━━━ EXTRACTED INFORMATION
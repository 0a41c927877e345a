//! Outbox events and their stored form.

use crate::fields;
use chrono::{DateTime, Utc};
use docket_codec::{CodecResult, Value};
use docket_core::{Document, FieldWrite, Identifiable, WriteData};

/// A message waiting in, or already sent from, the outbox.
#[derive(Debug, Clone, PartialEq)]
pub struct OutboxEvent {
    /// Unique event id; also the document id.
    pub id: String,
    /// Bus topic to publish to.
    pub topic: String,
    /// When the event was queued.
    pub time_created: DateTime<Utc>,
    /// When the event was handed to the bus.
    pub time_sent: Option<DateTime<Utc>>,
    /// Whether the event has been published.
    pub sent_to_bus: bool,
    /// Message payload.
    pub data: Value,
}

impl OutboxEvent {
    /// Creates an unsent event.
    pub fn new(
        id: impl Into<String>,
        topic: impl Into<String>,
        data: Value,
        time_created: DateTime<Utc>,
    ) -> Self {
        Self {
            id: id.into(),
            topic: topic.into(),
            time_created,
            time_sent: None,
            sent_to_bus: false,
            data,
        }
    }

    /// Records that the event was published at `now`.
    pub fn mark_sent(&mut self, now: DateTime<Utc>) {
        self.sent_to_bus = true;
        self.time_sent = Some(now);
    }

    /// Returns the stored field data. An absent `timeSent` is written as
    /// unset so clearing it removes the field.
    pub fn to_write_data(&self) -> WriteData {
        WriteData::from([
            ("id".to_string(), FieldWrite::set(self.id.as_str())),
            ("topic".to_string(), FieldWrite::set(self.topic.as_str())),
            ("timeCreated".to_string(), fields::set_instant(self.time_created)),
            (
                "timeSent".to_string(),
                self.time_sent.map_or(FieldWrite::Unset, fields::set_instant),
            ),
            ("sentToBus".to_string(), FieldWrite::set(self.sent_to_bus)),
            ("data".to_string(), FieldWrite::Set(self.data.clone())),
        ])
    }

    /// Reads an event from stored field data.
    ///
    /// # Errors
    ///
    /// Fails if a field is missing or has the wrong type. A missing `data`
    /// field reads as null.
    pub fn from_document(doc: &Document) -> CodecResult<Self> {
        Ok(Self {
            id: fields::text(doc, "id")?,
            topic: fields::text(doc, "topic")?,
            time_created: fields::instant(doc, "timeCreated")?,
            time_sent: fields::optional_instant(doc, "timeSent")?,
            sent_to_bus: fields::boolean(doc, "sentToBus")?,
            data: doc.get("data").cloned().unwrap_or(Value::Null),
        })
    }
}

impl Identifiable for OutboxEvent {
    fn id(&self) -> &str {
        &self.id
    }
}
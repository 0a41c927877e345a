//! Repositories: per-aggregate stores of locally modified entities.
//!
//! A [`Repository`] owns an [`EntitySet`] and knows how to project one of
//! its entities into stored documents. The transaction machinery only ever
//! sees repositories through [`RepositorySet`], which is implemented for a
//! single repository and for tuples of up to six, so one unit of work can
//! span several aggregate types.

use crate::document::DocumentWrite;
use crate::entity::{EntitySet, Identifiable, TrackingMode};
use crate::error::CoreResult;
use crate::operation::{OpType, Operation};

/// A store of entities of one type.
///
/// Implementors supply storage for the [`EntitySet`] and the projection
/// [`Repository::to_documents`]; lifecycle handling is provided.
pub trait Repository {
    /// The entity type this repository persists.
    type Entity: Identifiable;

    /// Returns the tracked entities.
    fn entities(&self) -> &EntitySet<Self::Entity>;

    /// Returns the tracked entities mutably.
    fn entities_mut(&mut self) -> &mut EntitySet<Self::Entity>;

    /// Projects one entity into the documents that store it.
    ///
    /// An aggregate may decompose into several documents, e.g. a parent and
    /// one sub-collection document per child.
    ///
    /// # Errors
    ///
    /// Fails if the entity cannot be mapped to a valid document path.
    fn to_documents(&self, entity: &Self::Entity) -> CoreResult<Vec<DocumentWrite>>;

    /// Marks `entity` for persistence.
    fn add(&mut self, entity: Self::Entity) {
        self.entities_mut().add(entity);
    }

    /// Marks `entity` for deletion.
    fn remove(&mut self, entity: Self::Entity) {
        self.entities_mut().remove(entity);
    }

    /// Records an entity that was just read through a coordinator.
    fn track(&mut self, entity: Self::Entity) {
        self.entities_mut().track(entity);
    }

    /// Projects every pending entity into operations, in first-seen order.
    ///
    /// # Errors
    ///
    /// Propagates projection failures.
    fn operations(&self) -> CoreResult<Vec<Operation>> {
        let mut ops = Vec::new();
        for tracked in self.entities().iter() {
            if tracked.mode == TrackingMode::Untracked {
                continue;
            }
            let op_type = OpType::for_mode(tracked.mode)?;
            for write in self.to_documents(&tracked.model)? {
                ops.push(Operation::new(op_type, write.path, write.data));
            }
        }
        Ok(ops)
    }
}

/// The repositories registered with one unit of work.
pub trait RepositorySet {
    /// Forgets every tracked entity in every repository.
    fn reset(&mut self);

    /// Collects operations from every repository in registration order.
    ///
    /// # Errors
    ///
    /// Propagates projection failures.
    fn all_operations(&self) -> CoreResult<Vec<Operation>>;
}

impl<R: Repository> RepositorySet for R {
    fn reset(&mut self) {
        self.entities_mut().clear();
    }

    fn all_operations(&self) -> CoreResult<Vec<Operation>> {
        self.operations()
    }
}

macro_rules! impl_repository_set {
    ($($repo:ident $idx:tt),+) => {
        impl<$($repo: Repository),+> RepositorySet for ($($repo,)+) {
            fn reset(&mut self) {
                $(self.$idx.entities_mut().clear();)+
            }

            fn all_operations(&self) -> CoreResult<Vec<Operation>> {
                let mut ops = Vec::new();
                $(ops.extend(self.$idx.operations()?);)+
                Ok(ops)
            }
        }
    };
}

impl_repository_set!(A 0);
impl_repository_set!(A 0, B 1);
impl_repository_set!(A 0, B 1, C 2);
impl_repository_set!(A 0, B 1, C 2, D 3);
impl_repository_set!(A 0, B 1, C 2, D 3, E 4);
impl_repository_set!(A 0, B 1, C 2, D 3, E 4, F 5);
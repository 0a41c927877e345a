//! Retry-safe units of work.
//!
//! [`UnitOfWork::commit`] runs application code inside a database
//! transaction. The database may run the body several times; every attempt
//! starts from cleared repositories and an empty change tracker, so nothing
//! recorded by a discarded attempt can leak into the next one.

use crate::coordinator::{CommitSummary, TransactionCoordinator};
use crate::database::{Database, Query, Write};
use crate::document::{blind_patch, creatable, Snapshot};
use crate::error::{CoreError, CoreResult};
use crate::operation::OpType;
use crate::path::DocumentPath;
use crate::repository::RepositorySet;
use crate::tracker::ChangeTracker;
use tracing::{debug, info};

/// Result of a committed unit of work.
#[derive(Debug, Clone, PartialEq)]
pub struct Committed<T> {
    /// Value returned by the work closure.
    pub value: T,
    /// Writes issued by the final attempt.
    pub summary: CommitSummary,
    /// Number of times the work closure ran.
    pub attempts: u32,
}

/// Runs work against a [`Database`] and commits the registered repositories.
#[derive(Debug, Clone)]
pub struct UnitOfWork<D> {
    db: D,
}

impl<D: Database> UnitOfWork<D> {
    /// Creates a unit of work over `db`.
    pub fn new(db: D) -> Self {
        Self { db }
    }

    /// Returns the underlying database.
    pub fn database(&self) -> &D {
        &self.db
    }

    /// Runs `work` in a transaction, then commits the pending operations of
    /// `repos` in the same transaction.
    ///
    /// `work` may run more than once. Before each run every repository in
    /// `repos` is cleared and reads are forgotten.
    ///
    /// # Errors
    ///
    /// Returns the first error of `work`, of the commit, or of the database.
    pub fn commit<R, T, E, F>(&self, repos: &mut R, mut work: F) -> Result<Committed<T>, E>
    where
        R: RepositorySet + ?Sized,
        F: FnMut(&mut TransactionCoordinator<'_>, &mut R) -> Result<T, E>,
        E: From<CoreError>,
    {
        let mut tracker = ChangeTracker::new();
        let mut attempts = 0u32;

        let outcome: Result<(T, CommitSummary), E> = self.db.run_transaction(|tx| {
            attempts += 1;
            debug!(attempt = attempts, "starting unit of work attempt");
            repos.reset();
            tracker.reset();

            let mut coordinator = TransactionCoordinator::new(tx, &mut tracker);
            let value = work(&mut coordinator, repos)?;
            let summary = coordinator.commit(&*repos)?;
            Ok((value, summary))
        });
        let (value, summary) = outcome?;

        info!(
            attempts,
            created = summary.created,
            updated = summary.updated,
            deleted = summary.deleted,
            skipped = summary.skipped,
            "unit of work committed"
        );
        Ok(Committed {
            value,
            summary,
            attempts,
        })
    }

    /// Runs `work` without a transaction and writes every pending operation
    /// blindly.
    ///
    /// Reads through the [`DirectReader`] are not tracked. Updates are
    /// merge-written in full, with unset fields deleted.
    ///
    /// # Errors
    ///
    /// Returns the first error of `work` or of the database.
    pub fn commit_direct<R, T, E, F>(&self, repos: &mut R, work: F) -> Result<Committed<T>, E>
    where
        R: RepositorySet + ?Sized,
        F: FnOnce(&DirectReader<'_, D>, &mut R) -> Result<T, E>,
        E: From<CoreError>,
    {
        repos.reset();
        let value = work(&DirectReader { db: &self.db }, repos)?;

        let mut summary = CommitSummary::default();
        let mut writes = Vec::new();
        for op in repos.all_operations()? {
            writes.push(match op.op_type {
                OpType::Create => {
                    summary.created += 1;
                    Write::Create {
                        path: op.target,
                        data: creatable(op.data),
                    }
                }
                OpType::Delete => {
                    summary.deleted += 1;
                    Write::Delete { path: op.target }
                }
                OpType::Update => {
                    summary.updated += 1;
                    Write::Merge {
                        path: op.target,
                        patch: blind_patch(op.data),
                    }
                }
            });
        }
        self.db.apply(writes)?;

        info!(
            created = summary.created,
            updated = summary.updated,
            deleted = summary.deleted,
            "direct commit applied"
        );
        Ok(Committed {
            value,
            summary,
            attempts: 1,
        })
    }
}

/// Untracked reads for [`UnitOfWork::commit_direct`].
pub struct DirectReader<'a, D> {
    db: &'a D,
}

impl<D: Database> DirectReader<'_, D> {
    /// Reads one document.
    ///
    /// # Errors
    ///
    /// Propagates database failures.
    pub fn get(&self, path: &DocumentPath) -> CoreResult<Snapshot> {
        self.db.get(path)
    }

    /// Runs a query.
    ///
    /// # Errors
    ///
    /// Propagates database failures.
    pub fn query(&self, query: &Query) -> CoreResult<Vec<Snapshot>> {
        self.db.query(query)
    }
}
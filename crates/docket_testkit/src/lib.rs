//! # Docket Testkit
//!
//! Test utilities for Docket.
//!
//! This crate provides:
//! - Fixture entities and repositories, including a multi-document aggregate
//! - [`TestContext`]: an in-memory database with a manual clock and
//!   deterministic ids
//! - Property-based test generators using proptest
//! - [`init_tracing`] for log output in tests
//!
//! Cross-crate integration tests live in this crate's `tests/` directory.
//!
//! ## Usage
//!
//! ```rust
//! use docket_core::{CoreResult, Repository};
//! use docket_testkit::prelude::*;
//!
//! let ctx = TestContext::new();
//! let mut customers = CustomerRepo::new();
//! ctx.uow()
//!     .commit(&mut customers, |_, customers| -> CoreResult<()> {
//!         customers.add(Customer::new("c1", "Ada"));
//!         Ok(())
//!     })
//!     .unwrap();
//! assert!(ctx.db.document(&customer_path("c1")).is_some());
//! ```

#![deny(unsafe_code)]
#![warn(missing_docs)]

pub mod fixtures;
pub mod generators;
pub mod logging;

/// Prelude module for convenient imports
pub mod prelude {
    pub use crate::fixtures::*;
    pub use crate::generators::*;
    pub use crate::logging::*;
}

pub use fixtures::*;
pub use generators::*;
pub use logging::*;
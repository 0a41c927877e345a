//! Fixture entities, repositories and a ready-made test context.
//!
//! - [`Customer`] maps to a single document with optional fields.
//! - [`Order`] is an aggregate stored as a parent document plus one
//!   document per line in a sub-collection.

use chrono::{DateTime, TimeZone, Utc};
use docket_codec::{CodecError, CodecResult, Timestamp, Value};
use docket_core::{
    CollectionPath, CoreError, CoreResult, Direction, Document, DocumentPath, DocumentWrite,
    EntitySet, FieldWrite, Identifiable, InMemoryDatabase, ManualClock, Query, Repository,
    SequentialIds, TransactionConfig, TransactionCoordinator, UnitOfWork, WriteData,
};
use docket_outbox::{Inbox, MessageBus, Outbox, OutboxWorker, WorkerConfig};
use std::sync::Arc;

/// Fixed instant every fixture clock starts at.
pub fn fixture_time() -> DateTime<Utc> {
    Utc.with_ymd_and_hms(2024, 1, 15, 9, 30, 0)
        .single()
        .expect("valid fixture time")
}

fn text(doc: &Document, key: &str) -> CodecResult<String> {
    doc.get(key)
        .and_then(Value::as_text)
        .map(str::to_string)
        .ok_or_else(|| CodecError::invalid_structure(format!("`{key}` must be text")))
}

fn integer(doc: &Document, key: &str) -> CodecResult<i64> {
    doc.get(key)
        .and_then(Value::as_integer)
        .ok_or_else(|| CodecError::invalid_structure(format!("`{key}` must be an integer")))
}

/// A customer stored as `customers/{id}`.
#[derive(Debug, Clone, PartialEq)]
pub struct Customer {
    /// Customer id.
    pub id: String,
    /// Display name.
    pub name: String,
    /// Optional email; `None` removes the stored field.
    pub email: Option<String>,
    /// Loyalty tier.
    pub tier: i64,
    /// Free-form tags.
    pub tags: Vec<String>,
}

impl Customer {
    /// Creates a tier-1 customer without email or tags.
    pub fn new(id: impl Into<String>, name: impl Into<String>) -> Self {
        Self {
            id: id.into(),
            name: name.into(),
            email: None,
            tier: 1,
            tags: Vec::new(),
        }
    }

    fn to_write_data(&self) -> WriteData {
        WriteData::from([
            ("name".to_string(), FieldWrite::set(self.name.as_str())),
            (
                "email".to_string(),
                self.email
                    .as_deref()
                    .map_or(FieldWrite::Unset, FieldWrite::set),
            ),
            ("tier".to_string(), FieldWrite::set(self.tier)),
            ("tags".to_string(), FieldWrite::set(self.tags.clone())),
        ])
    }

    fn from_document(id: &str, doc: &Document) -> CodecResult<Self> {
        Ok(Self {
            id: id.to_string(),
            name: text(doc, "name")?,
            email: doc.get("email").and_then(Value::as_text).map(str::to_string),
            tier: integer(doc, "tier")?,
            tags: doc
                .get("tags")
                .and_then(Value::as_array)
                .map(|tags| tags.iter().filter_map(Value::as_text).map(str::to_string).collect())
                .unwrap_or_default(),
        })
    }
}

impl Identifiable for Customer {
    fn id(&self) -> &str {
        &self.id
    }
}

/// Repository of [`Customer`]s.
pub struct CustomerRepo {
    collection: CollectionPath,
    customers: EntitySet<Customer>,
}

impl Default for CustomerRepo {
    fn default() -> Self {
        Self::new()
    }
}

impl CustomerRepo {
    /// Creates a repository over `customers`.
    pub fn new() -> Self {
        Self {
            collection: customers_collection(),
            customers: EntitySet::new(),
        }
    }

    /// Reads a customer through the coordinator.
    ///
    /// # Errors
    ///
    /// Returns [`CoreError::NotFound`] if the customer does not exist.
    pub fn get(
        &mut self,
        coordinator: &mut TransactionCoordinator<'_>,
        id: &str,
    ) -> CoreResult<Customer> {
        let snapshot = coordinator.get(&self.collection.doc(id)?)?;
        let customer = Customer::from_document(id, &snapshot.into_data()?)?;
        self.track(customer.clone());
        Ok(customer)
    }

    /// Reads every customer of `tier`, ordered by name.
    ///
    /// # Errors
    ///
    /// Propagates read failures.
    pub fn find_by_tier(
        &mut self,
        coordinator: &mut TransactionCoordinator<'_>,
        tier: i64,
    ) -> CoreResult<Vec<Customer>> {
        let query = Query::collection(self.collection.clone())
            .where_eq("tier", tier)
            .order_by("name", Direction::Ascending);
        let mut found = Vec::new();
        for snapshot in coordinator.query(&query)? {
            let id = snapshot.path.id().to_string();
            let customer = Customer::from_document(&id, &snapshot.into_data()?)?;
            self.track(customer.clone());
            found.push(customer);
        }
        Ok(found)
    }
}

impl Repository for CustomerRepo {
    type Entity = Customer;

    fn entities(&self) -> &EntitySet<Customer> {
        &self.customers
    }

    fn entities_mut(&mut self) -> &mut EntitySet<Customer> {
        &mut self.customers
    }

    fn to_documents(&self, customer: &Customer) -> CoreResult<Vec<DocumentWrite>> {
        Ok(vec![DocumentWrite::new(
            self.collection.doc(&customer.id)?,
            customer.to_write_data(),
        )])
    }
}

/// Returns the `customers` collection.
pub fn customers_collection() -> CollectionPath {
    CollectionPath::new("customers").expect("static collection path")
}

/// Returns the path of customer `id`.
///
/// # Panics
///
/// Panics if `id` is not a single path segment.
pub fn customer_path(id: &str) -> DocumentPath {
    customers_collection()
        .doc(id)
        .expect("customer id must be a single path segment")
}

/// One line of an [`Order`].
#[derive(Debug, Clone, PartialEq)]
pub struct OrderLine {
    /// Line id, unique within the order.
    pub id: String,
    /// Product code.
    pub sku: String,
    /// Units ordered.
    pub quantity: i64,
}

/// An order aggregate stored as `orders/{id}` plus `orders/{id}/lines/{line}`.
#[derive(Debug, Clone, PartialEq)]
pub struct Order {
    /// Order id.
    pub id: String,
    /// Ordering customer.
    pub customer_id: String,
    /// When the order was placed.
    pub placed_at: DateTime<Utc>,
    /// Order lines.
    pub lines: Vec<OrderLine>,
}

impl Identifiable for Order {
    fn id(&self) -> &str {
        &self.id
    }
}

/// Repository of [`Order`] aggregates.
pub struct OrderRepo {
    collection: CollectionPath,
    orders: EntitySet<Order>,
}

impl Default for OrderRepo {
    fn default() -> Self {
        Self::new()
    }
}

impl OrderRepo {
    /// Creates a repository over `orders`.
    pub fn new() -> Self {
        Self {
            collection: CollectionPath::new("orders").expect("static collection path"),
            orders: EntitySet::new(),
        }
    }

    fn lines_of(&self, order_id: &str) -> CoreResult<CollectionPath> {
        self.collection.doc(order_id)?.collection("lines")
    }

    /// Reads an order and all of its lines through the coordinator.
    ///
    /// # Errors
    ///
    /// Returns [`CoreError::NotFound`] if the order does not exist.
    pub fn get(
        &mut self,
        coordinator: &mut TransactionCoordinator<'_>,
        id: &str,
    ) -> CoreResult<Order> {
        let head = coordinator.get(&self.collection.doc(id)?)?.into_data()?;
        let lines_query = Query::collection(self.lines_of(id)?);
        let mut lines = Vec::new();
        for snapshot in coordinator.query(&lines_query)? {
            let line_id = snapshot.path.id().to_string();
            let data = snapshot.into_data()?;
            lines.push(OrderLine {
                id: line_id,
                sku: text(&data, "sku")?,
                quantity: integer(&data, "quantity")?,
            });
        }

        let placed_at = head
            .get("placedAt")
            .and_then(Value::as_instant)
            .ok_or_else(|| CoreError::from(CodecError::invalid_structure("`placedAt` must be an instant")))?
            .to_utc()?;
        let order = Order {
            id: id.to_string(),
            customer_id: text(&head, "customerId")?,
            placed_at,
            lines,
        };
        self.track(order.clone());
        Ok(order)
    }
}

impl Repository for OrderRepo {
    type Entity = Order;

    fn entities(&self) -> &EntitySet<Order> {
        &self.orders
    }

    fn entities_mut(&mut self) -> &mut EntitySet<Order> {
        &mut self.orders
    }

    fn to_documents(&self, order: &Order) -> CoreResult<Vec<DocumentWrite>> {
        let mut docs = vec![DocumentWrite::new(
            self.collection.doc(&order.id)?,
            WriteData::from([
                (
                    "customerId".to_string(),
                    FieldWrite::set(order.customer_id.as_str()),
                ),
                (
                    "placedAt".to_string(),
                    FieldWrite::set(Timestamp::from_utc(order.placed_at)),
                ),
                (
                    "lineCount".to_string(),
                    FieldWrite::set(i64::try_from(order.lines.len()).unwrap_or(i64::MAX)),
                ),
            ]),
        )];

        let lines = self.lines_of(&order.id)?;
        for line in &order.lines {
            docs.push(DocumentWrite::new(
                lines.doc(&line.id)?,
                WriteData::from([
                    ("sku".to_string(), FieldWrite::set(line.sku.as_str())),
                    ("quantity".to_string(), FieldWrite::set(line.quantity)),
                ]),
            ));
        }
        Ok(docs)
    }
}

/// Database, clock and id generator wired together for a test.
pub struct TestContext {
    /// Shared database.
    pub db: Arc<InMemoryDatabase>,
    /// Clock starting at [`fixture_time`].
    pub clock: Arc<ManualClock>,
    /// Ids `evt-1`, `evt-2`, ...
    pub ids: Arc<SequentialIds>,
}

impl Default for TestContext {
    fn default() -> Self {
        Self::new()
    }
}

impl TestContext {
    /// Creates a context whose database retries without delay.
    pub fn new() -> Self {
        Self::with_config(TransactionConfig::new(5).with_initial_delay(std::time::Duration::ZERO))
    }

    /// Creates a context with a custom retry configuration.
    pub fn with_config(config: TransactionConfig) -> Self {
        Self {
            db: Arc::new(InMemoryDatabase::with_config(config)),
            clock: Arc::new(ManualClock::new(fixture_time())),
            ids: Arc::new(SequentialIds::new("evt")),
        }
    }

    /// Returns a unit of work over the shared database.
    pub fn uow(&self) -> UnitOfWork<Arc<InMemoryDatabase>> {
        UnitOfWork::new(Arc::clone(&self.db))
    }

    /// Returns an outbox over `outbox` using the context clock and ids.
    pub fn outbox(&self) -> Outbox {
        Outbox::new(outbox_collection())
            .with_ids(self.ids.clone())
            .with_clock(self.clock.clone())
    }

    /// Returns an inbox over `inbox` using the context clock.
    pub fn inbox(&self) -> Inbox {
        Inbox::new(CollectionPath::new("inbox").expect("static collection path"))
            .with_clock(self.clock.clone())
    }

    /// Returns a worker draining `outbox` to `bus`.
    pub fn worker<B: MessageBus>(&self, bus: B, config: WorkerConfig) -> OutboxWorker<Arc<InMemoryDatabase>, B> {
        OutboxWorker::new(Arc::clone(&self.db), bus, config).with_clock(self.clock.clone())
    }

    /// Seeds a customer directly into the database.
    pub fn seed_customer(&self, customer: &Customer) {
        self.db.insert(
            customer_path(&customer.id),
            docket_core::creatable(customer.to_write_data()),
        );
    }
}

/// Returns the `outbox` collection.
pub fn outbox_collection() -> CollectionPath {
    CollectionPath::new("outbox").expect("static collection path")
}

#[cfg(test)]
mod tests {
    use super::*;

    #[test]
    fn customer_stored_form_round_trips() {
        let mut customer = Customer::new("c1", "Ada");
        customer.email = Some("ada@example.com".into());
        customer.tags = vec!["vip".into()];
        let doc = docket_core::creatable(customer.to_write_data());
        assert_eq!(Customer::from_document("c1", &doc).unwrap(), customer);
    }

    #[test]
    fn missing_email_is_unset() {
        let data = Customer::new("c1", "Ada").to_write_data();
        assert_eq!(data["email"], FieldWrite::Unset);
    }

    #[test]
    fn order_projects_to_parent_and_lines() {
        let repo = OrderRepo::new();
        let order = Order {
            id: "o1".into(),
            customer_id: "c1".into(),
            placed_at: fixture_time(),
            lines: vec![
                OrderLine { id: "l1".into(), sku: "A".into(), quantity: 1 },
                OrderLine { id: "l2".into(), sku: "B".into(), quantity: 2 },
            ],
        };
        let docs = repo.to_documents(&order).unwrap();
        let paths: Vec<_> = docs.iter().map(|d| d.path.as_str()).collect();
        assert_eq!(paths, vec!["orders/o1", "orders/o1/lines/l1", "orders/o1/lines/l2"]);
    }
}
━━━━━━
— WHAT THE EXERCISE ASKS —
Lines to set down from above: the line with "pub fn commit<R, T, E, F>(&self, repos: &mut", the line with "let mut attempts = 0u32;", and every line between, each exactly as written.

— OUTPUT OF THE EXERCISE —
    pub fn commit<R, T, E, F>(&self, repos: &mut R, mut work: F) -> Result<Committed<T>, E>
    where
        R: RepositorySet + ?Sized,
        F: FnMut(&mut TransactionCoordinator<'_>, &mut R) -> Result<T, E>,
        E: From<CoreError>,
    {
        let mut tracker = ChangeTracker::new();
        let mut attempts = 0u32;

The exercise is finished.